By equipping regional antibiotic resistant labs with bio-printers, the CDC has been able to conduct "rapid susceptibility testing" on behalf of health departments. This is much faster than the way the US Food and Drug Administration (FDA) has historically approved and dispensed medication in times of a bacterial outbreak.
If this pilot program with the CDC goes well, the technology's use cases could be limitless. It could be used to deploy vaccinations to rural areas of the world, antivenoms to injured people in hard to reach areas and speed up the traditional drug deployment process.
VR and AR: Augmenting healthcare through virtual assistance
The possible use cases for both AR and VR are growing every year. By 2019, during one of those dreaded trips to the emergency room, you may find VR and AR are already active technological participants in the experience.
This is because there are a number of startups which have already begun leveraging these advancements to improve patient care. AccuVein is the world's first handheld, non-contact vein illumination tool and uses propriety AR technology to assist healthcare professionals reduce "difficult venous access by 21%", according to AccuVein. By illuminating a patient's veins under the skin in real time, it makes it significantly easier to find a vein first time.
In the VR world, companies like IrisVision have utilized the tech for a simple, but practical solution to a serious and widespread issue in low vision in the elderly. IrisVision is a rehabilitation platform that allows patients to improve their vision in a multitude of ways. "Traditional low vision aids allow you to read or examine things only within arm's reach. With IrisVision you can also see across the room, across the auditorium, into the landscape and out to the horizon," the company claims.
And with 5G networks set to go live in some regions by 2019, we can expect these kinds of use cases to both grow and become more widely used as more powerful networks permit more advanced VR and AR renditions to go mobile.
Drug-adherence tech: The digital nudge which saves life
A significant issue many healthcare professionals and pharmaceutical researchers grapple with is ensuring patients take their allocated medication. Not only can skipping medication lead to worsening conditions, it can skew clinical trials periods for researchers.
Whether down to age-induced forgetfulness or as a result of psychological or mental health issues, a report published in the Annals of Internal Medicineestimates poor drug adherence costs US taxpayers between $100bn and $289bn every year.
To combat this prevalent issue, companies such as Proteus have developed a digital pill system which comprises an ingestible sensor, a wearable sensor patch and a mobile app. Once a pill is ingested, the sensor on the pill communicates with a patch attached the patient skin. The patch not only communicates the fact that the patient has taken the medication, but other important "never-before-seen insights into patient health patterns and medication treatment effectiveness". This information is uploaded to the mobile app to be analyzed by professionals and can help bring about unique, better-informed healthcare decisions.
Another company working on helping patients remember to take their medication is TowerView Health.

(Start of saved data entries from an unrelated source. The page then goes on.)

//! E2E Test Suite 04: Coverage maps
//!
//! Exercises the coverage log end to end: implicit records from reads,
//! suspension, explicit records, and summarisation into a sorted, merged
//! map.

use std::io::SeekFrom;

use binview::{default_coverage_compare, Accessor, CoverageForce, CoverageRecord};

fn rec(offset: usize, size: usize, usage1: u64, usage2: usize) -> CoverageRecord {
    CoverageRecord {
        offset,
        size,
        usage1,
        usage2,
    }
}

// ─────────────────────────────────────────────────────────────────────────────
// Test 1: the full recording + summarisation sequence
// ─────────────────────────────────────────────────────────────────────────────

/// Single-byte reads log unit records that the summary merges; suspended
/// reads log nothing; an explicit record with its own usage pair stays
/// separate.
#[test]
fn record_suspend_summarise() {
    let data = vec![0u8; 65_536];
    let mut a = Accessor::open_reading_bytes(&data, 0, None).unwrap();
    a.allow_coverage(true);
    a.set_coverage_usage(0, 1);

    // Four unit reads at offsets 0..=3.
    for off in 0..4usize {
        a.read_u8().unwrap();
        let records = a.coverage_records();
        assert_eq!(records.last().copied(), Some(rec(off, 1, 0, 1)));
    }

    // Two reads under suspension: bytes 4 and 5, no records.
    a.suspend_coverage();
    a.read_u8().unwrap();
    a.read_u8().unwrap();
    assert_eq!(a.coverage_records().len(), 4);
    a.resume_coverage();

    // Byte 6 is recorded again.
    a.read_u8().unwrap();
    assert_eq!(a.coverage_records().last().copied(), Some(rec(6, 1, 0, 1)));

    // Explicit record at the cursor with a distinct usage pair.
    a.add_coverage_record(a.cursor(), Some(1), 2, 3, CoverageForce::OnlyIfEnabled);

    a.summarize_coverage();
    assert_eq!(
        a.coverage_records(),
        &[rec(0, 4, 0, 1), rec(6, 1, 0, 1), rec(7, 1, 2, 3)]
    );
}

// ─────────────────────────────────────────────────────────────────────────────
// Test 2: summarisation properties
// ─────────────────────────────────────────────────────────────────────────────

/// Summarising twice changes nothing, and the output is sorted by the
/// default key.
#[test]
fn summarise_is_idempotent_and_sorted() {
    let data = vec![0u8; 256];
    let mut a = Accessor::open_reading_bytes(&data, 0, None).unwrap();
    a.allow_coverage(true);

    // Log out of order through explicit records.
    for (off, size, u1) in [(32usize, 8usize, 0u64), (0, 16, 0), (16, 16, 0), (40, 8, 5)] {
        a.add_coverage_record(off, Some(size), u1, 0, CoverageForce::OnlyIfEnabled);
    }
    a.summarize_coverage();
    let once = a.coverage_records().to_vec();
    assert_eq!(once, vec![rec(0, 40, 0, 0), rec(40, 8, 5, 0)]);

    a.summarize_coverage();
    assert_eq!(a.coverage_records(), &once[..]);

    for pair in a.coverage_records().windows(2) {
        assert_eq!(
            default_coverage_compare(&pair[0], &pair[1]),
            std::cmp::Ordering::Less
        );
    }
}

/// Caller-supplied ordering and merge rules replace the defaults: merging
/// everything with equal usage1 regardless of adjacency.
#[test]
fn summarise_with_custom_rules() {
    let data = vec![0u8; 64];
    let mut a = Accessor::open_reading_bytes(&data, 0, None).unwrap();
    a.allow_coverage(true);
    for (off, u1) in [(0usize, 1u64), (50, 1), (10, 2)] {
        a.add_coverage_record(off, Some(4), u1, 0, CoverageForce::OnlyIfEnabled);
    }
    a.summarize_coverage_with(
        |x, y| x.usage1.cmp(&y.usage1).then(x.offset.cmp(&y.offset)),
        |into, next| {
            if into.usage1 != next.usage1 {
                return false;
            }
            let end = (into.offset + into.size).max(next.offset + next.size);
            into.size = end - into.offset;
            true
        },
    );
    assert_eq!(a.coverage_records(), &[rec(0, 54, 1, 0), rec(10, 4, 2, 0)]);
}

// ─────────────────────────────────────────────────────────────────────────────
// Test 3: explicit record edge cases
// ─────────────────────────────────────────────────────────────────────────────

/// Out-of-window records vanish silently; forced records bypass the
/// enable flag but not suspension; open-ended records run to the window
/// end.
#[test]
fn explicit_record_bounds() {
    let data = vec![0u8; 32];
    let mut a = Accessor::open_reading_bytes(&data, 0, None).unwrap();

    // Disabled log: only forced records land.
    a.add_coverage_record(0, Some(4), 0, 0, CoverageForce::OnlyIfEnabled);
    assert!(a.coverage_records().is_empty());
    a.add_coverage_record(0, Some(4), 0, 0, CoverageForce::EvenIfDisabled);
    assert_eq!(a.coverage_records().len(), 1);

    // Out of window: dropped without error.
    a.add_coverage_record(33, Some(1), 0, 0, CoverageForce::EvenIfDisabled);
    a.add_coverage_record(30, Some(4), 0, 0, CoverageForce::EvenIfDisabled);
    assert_eq!(a.coverage_records().len(), 1);

    // Open-ended size.
    a.add_coverage_record(24, None, 9, 9, CoverageForce::EvenIfDisabled);
    assert_eq!(a.coverage_records().last().copied(), Some(rec(24, 8, 9, 9)));

    // Suspension beats force.
    a.suspend_coverage();
    a.add_coverage_record(0, Some(1), 0, 0, CoverageForce::EvenIfDisabled);
    assert_eq!(a.coverage_records().len(), 2);
    a.resume_coverage();
}

/// Failed reads log nothing; scanning string reads log the terminator too.
#[test]
fn implicit_records_match_consumption() {
    let mut payload = b"key\0".to_vec();
    payload.extend_from_slice(&[0x11, 0x22, 0x33, 0x44]);
    let mut a = Accessor::open_reading_bytes(&payload, 0, None).unwrap();
    a.allow_coverage(true);

    assert_eq!(a.read_c_string().unwrap(), b"key");
    assert_eq!(a.coverage_records(), &[rec(0, 4, 0, 0)]);

    a.read_u32_endian(binview::Endianness::Big).unwrap();
    assert_eq!(a.coverage_records().len(), 2);
    assert_eq!(a.coverage_records()[1], rec(4, 4, 0, 0));

    // Nothing left: the failed read leaves the log alone.
    assert!(a.read_u8().is_err());
    assert_eq!(a.coverage_records().len(), 2);

    // The default merge folds the two adjacent same-usage records.
    a.summarize_coverage();
    assert_eq!(a.coverage_records(), &[rec(0, 8, 0, 0)]);
}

Its approach has been to create a digital personal assistant which coordinates with the patient's doctor, their insurance providers and pharmacies to ensure patients take their medication at the right times. An independent clinical study coordinated by Penn Medicine and Blue Cross estimated that 99% of TowerView's patients take their medication 99% of the time.

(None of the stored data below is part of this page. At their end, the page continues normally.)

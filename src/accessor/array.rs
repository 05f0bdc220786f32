//! Element arrays and raw byte blocks.
//!
//! Array reads allocate the result buffer, then decode element by element
//! under the requested byte order; array writes are the mirror image. Raw
//! block transfers come in two shapes: into a caller slice, or into a
//! freshly allocated buffer handed to the caller. The endian block variants
//! reverse the whole block when the byte order is the reverse of the host,
//! so an N-byte big-endian blob can be consumed on a little-endian host in
//! one move.
//!
//! Each successful operation logs a single coverage record spanning the
//! whole transfer.

use crate::endian::{self, Endianness};
use crate::error::{Error, Result};

use super::Accessor;

// ─────────────────────────────────────────────────────────────────────────────
// Raw byte blocks
// ─────────────────────────────────────────────────────────────────────────────

impl Accessor<'_> {
    /// Fills `dst` from the cursor.
    pub fn read_bytes(&mut self, dst: &mut [u8]) -> Result<()> {
        let src = self.take_read(dst.len())?;
        dst.copy_from_slice(src);
        Ok(())
    }

    /// Fills `dst` from the cursor, reversing it afterwards when `e` is the
    /// byte-reverse of the host.
    pub fn read_bytes_endian(&mut self, dst: &mut [u8], e: Endianness) -> Result<()> {
        self.read_bytes(dst)?;
        if e.is_reverse_of_host() {
            dst.reverse();
        }
        Ok(())
    }

    /// Reads `count` bytes into a freshly allocated buffer.
    pub fn read_allocated_bytes(&mut self, count: usize) -> Result<Vec<u8>> {
        if count > self.available() {
            return Err(Error::BeyondEnd);
        }
        let mut out = Vec::new();
        out.try_reserve_exact(count).map_err(|_| Error::BeyondEnd)?;
        let src = self.take_read(count)?;
        out.extend_from_slice(src);
        Ok(out)
    }

    /// As [`read_allocated_bytes`](Self::read_allocated_bytes), reversed
    /// when `e` is the byte-reverse of the host.
    pub fn read_allocated_bytes_endian(&mut self, count: usize, e: Endianness) -> Result<Vec<u8>> {
        let mut out = self.read_allocated_bytes(count)?;
        if e.is_reverse_of_host() {
            out.reverse();
        }
        Ok(out)
    }

    /// Writes all of `src` at the cursor.
    pub fn write_bytes(&mut self, src: &[u8]) -> Result<()> {
        self.take_write(src.len())?.copy_from_slice(src);
        Ok(())
    }

    /// Writes all of `src`, reversed when `e` is the byte-reverse of the
    /// host.
    pub fn write_bytes_endian(&mut self, src: &[u8], e: Endianness) -> Result<()> {
        let dst = self.take_write(src.len())?;
        dst.copy_from_slice(src);
        if e.is_reverse_of_host() {
            dst.reverse();
        }
        Ok(())
    }

    /// Reads `count` bytes into a freshly allocated buffer; byte order does
    /// not apply at width 1, so this is plain block allocation.
    pub fn read_u8_array(&mut self, count: usize) -> Result<Vec<u8>> {
        if count > self.available() {
            return Err(Error::BeyondEnd);
        }
        let mut out = Vec::new();
        out.try_reserve_exact(count).map_err(|_| Error::OutOfMemory)?;
        let src = self.take_read(count)?;
        out.extend_from_slice(src);
        Ok(out)
    }

    pub fn write_u8_array(&mut self, values: &[u8]) -> Result<()> {
        self.write_bytes(values)
    }
}

// ─────────────────────────────────────────────────────────────────────────────
// Element arrays
// ─────────────────────────────────────────────────────────────────────────────

#[inline]
fn load_i16(buf: &[u8], e: Endianness) -> i16 {
    endian::load_u16(buf, e) as i16
}

#[inline]
fn store_i16(buf: &mut [u8], v: i16, e: Endianness) {
    endian::store_u16(buf, v as u16, e);
}

#[inline]
fn load_i32(buf: &[u8], e: Endianness) -> i32 {
    endian::load_u32(buf, e) as i32
}

#[inline]
fn store_i32(buf: &mut [u8], v: i32, e: Endianness) {
    endian::store_u32(buf, v as u32, e);
}

#[inline]
fn load_i64(buf: &[u8], e: Endianness) -> i64 {
    endian::load_u64(buf, e) as i64
}

#[inline]
fn store_i64(buf: &mut [u8], v: i64, e: Endianness) {
    endian::store_u64(buf, v as u64, e);
}

#[inline]
fn load_i24(buf: &[u8], e: Endianness) -> i32 {
    endian::sign_extend(u64::from(endian::load_u24(buf, e)), 3) as i32
}

#[inline]
fn store_i24(buf: &mut [u8], v: i32, e: Endianness) {
    endian::store_u24(buf, v as u32, e);
}

#[inline]
fn load_f32(buf: &[u8], e: Endianness) -> f32 {
    f32::from_bits(endian::load_u32(buf, e))
}

#[inline]
fn store_f32(buf: &mut [u8], v: f32, e: Endianness) {
    endian::store_u32(buf, v.to_bits(), e);
}

#[inline]
fn load_f64(buf: &[u8], e: Endianness) -> f64 {
    f64::from_bits(endian::load_u64(buf, e))
}

#[inline]
fn store_f64(buf: &mut [u8], v: f64, e: Endianness) {
    endian::store_u64(buf, v.to_bits(), e);
}

macro_rules! array_codec {
    (
        $elem:literal, $ety:ty, $load:path, $store:path,
        $read_e:ident, $read:ident, $write_e:ident, $write:ident
    ) => {
        impl Accessor<'_> {
            #[doc = concat!(
                "Reads `count` elements of ", stringify!($elem),
                " bytes each under `e`."
            )]
            pub fn $read_e(&mut self, count: usize, e: Endianness) -> Result<Vec<$ety>> {
                let total = count.checked_mul($elem).ok_or(Error::BeyondEnd)?;
                if total > self.available() {
                    return Err(Error::BeyondEnd);
                }
                let mut out: Vec<$ety> = Vec::new();
                out.try_reserve_exact(count).map_err(|_| Error::OutOfMemory)?;
                let src = self.take_read(total)?;
                for chunk in src.chunks_exact($elem) {
                    out.push($load(chunk, e));
                }
                Ok(out)
            }

            #[doc = concat!(
                "Reads `count` elements of ", stringify!($elem),
                " bytes each with the accessor's byte order."
            )]
            pub fn $read(&mut self, count: usize) -> Result<Vec<$ety>> {
                self.$read_e(count, self.endianness)
            }

            #[doc = concat!(
                "Writes every element of `values` at ", stringify!($elem),
                " bytes each under `e`."
            )]
            pub fn $write_e(&mut self, values: &[$ety], e: Endianness) -> Result<()> {
                let total = values.len().checked_mul($elem).ok_or(Error::BeyondEnd)?;
                let dst = self.take_write(total)?;
                for (chunk, &v) in dst.chunks_exact_mut($elem).zip(values) {
                    $store(chunk, v, e);
                }
                Ok(())
            }

            #[doc = concat!(
                "Writes every element of `values` at ", stringify!($elem),
                " bytes each with the accessor's byte order."
            )]
            pub fn $write(&mut self, values: &[$ety]) -> Result<()> {
                self.$write_e(values, self.endianness)
            }
        }
    };
}

array_codec!(2, u16, endian::load_u16, endian::store_u16,
    read_u16_array_endian, read_u16_array, write_u16_array_endian, write_u16_array);
array_codec!(2, i16, load_i16, store_i16,
    read_i16_array_endian, read_i16_array, write_i16_array_endian, write_i16_array);
array_codec!(3, u32, endian::load_u24, endian::store_u24,
    read_u24_array_endian, read_u24_array, write_u24_array_endian, write_u24_array);
array_codec!(3, i32, load_i24, store_i24,
    read_i24_array_endian, read_i24_array, write_i24_array_endian, write_i24_array);
array_codec!(4, u32, endian::load_u32, endian::store_u32,
    read_u32_array_endian, read_u32_array, write_u32_array_endian, write_u32_array);
array_codec!(4, i32, load_i32, store_i32,
    read_i32_array_endian, read_i32_array, write_i32_array_endian, write_i32_array);
array_codec!(8, u64, endian::load_u64, endian::store_u64,
    read_u64_array_endian, read_u64_array, write_u64_array_endian, write_u64_array);
array_codec!(8, i64, load_i64, store_i64,
    read_i64_array_endian, read_i64_array, write_i64_array_endian, write_i64_array);
array_codec!(4, f32, load_f32, store_f32,
    read_f32_array_endian, read_f32_array, write_f32_array_endian, write_f32_array);
array_codec!(8, f64, load_f64, store_f64,
    read_f64_array_endian, read_f64_array, write_f64_array_endian, write_f64_array);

In silico drug testing: Taking the "human" out of human drug trails
A significant part of releasing any drug to the masses is human clinical trials. Before any drug can be approved for sale, it has to pass human trials, and while the healthcare and pharmaceutical professionals involved do all they can to ensure this process is as safe as possible, there are always inherent risks involved when trying out new medications on human beings.
However, with advancements in machine learning and AI, the " in silico" method of drug testing is growing in popularity. In silico drug testing companies such as HumMod simulate the human physiology through algorithms which mimic blood type, bodily fluids, circulation and metabolism rates.
This allows drug manufacturers to rapidly test versions of medications on virtual humans much sooner and at a higher frequency than they ever would be allowed to with human beings. It not only brings down the cost to release a new drug and speeds up the process to market but prevents the need for companies to put more lives at undue risk.